The preclinical stages of RA: lessons from human studies and animal models

Abstract

Rheumatoid arthritis (RA) is a systemic autoimmune disorder based in the synovium of peripheral joints. Rheumatoid factor (RF) and anti-citrullinated protein antibodies (ACPAs) are autoantibodies detectable in the majority of patients, with the latter being highly specific for RA. Retrospective studies utilizing preclinical serum samples have demonstrated that RF and ACPAs are detectable in the serum of RA patients months to years before disease onset. Moreover, a close association between ACPAs, smoking, and disease-predisposing HLA-DRB1 alleles has been identified, suggesting that these risk factors may converge to precipitate autoantibody-positive RA. Animal models of RA have added considerable information regarding the immune events that precede joint inflammation.
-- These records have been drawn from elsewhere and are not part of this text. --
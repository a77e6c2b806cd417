use crate::limit::RateLimiter;
use crate::{UpstreamError, get_json};
use log::debug;
use serde::Deserialize;
use std::sync::Arc;
use std::time::Duration;

const WIKI_API_URL: &str = "https://oldschool.runescape.wiki/api.php";
const WIKI_BUDGET: Duration = Duration::from_secs(5);

/// Semantic ("bucket") wiki names differ from the names clients submit for
/// chest-style sources. Maps semantic page name -> the names we store.
const ALT_NAMES: &[(&str, &[&str])] = &[
    ("Rewards Chest (Fortis Colosseum)", &["Fortis Colosseum"]),
    (
        "Ancient chest",
        &["Chambers of Xeric", "Chambers of Xeric Challenge Mode"],
    ),
    (
        "Monumental chest",
        &["Theatre of Blood: Hard Mode", "Theatre of Blood"],
    ),
    (
        "Chest (Tombs of Amascut)",
        &["Tombs of Amascut", "Tombs of Amascut: Expert Mode"],
    ),
    ("Chest (Barrows)", &["Barrows"]),
    ("Reward pool", &["Tempoross"]),
    ("Reward casket (easy)", &["Clue Scroll (Easy)"]),
    ("Reward casket (medium)", &["Clue Scroll (Medium)"]),
    ("Reward casket (hard)", &["Clue Scroll (Hard)"]),
    ("Reward casket (elite)", &["Clue Scroll (Elite)"]),
    ("Reward casket (master)", &["Clue Scroll (Master)"]),
    ("Reward Chest (The Gauntlet)", &["Corrupted Gauntlet"]),
];

fn semantic_name_for(npc_name: &str) -> &str {
    for (semantic, db_names) in ALT_NAMES {
        if db_names.iter().any(|n| *n == npc_name) {
            return semantic;
        }
    }
    npc_name
}

#[derive(Debug, Deserialize)]
struct BucketResponse {
    #[serde(default)]
    bucket: Vec<serde_json::Value>,
}

/// Client for the wiki's semantic bucket queries: item/NPC identity and
/// drop-table membership checks.
#[derive(Clone)]
pub struct SemanticApi {
    client: reqwest::Client,
    limiter: Arc<RateLimiter>,
}

impl SemanticApi {
    pub fn new(client: reqwest::Client, limiter: Arc<RateLimiter>) -> Self {
        Self { client, limiter }
    }

    async fn bucket_query(&self, query: String) -> Result<Vec<serde_json::Value>, UpstreamError> {
        let request = self.client.get(WIKI_API_URL).query(&[
            ("format", "json"),
            ("action", "bucket"),
            ("query", query.as_str()),
            ("formatversion", "2"),
        ]);
        let response: BucketResponse =
            get_json(&self.client, &self.limiter, WIKI_BUDGET, request).await?;
        Ok(response.bucket)
    }

    /// Returns the first matching item id for an item name, if the wiki
    /// knows the item at all.
    pub async fn item_id(&self, item_name: &str) -> Result<Option<i32>, UpstreamError> {
        let escaped = item_name.replace('\'', "\\'");
        let query = format!(
            "bucket('infobox_item').select('item_id').where('item_name', '{escaped}').run()"
        );
        let rows = self.bucket_query(query).await?;
        Ok(first_id_field(&rows, "item_id"))
    }

    pub async fn item_exists(&self, item_name: &str) -> Result<bool, UpstreamError> {
        Ok(self.item_id(item_name).await?.is_some())
    }

    pub async fn npc_id(&self, npc_name: &str) -> Result<Option<i32>, UpstreamError> {
        // The Gauntlet's reward source resolves to a non-monster page.
        if npc_name == "Corrupted Gauntlet" {
            return Ok(Some(9035));
        }
        let escaped = npc_name.replace('\'', "\\'");
        let query =
            format!("bucket('infobox_monster').select('id').where('name', '{escaped}').run()");
        let rows = self.bucket_query(query).await?;
        Ok(first_id_field(&rows, "id"))
    }

    /// True when the wiki's drop tables list `item_name` as dropped by
    /// `npc_name` (after chest/raid aliasing).
    pub async fn drops(&self, item_name: &str, npc_name: &str) -> Result<bool, UpstreamError> {
        // Pairings the drop tables don't model.
        if item_name == "Enhanced crystal teleport seed" && npc_name == "Elf" {
            return Ok(true);
        }
        if item_name.trim() == "Black tourmaline core" && npc_name.trim() == "Dusk" {
            return Ok(true);
        }

        let semantic_name = semantic_name_for(npc_name);
        if semantic_name != npc_name {
            debug!("Using semantic name {semantic_name} for {npc_name}");
        }

        let escaped = item_name.replace('\'', "\\'");
        let query =
            format!("bucket('dropsline').select('page_name').where('item_name', '{escaped}').run()");
        let rows = self.bucket_query(query).await?;

        for row in &rows {
            let Some(page_name) = row.get("page_name").and_then(|v| v.as_str()) else {
                continue;
            };
            // Strip subpage references like "Name#Normal".
            let dropped_from = page_name.split('#').next().unwrap_or(page_name);
            if dropped_from.eq_ignore_ascii_case(semantic_name) {
                return Ok(true);
            }
        }
        Ok(false)
    }
}

/// Bucket id columns come back as either a scalar or a list of strings.
fn first_id_field(rows: &[serde_json::Value], field: &str) -> Option<i32> {
    let value = rows.first()?.get(field)?;
    match value {
        serde_json::Value::Array(ids) => ids.first().and_then(parse_id),
        other => parse_id(other),
    }
}

fn parse_id(value: &serde_json::Value) -> Option<i32> {
    match value {
        serde_json::Value::Number(n) => n.as_i64().map(|v| v as i32),
        serde_json::Value::String(s) => s.trim().parse().ok(),
        _ => None,
    }
}

#[cfg(test)]
mod tests {
    use super::*;
    use serde_json::json;

    #[test]
    fn aliases_chest_sources_to_semantic_names() {
        assert_eq!(semantic_name_for("Theatre of Blood"), "Monumental chest");
        assert_eq!(
            semantic_name_for("Tombs of Amascut: Expert Mode"),
            "Chest (Tombs of Amascut)"
        );
        assert_eq!(semantic_name_for("King Black Dragon"), "King Black Dragon");
    }

    #[test]
    fn parses_ids_from_list_and_scalar_shapes() {
        let rows = vec![json!({"item_id": ["1149", "1150"]})];
        assert_eq!(first_id_field(&rows, "item_id"), Some(1149));

        let rows = vec![json!({"id": 9035})];
        assert_eq!(first_id_field(&rows, "id"), Some(9035));

        let rows: Vec<serde_json::Value> = vec![];
        assert_eq!(first_id_field(&rows, "id"), None);
    }
}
These models have demonstrated that autoantibodies to ubiquitous antigens can directly precipitate chronic organ-specific inflammation centred in the joint. Furthermore, it has recently been possible to demonstrate a role for ACPAs in the animal models of RA. The major challenge currently is to develop a robust predictive model for RA onset, identifying the factors that serve to initiate, amplify, and mature the immune responses towards citrullinated autoantigens. Recent data from a high-risk population of RA family members indicate that the nature and specificity of the ACPA response in healthy individuals differs considerably from that in RA patients, and support the concept that this autoimmune response evolves over time and leads to the onset of clinically detectable synovitis. Ultimately, the availability of data from prospective studies of RA onset will allow for novel strategies that can potentially prevent disease in high-risk individuals.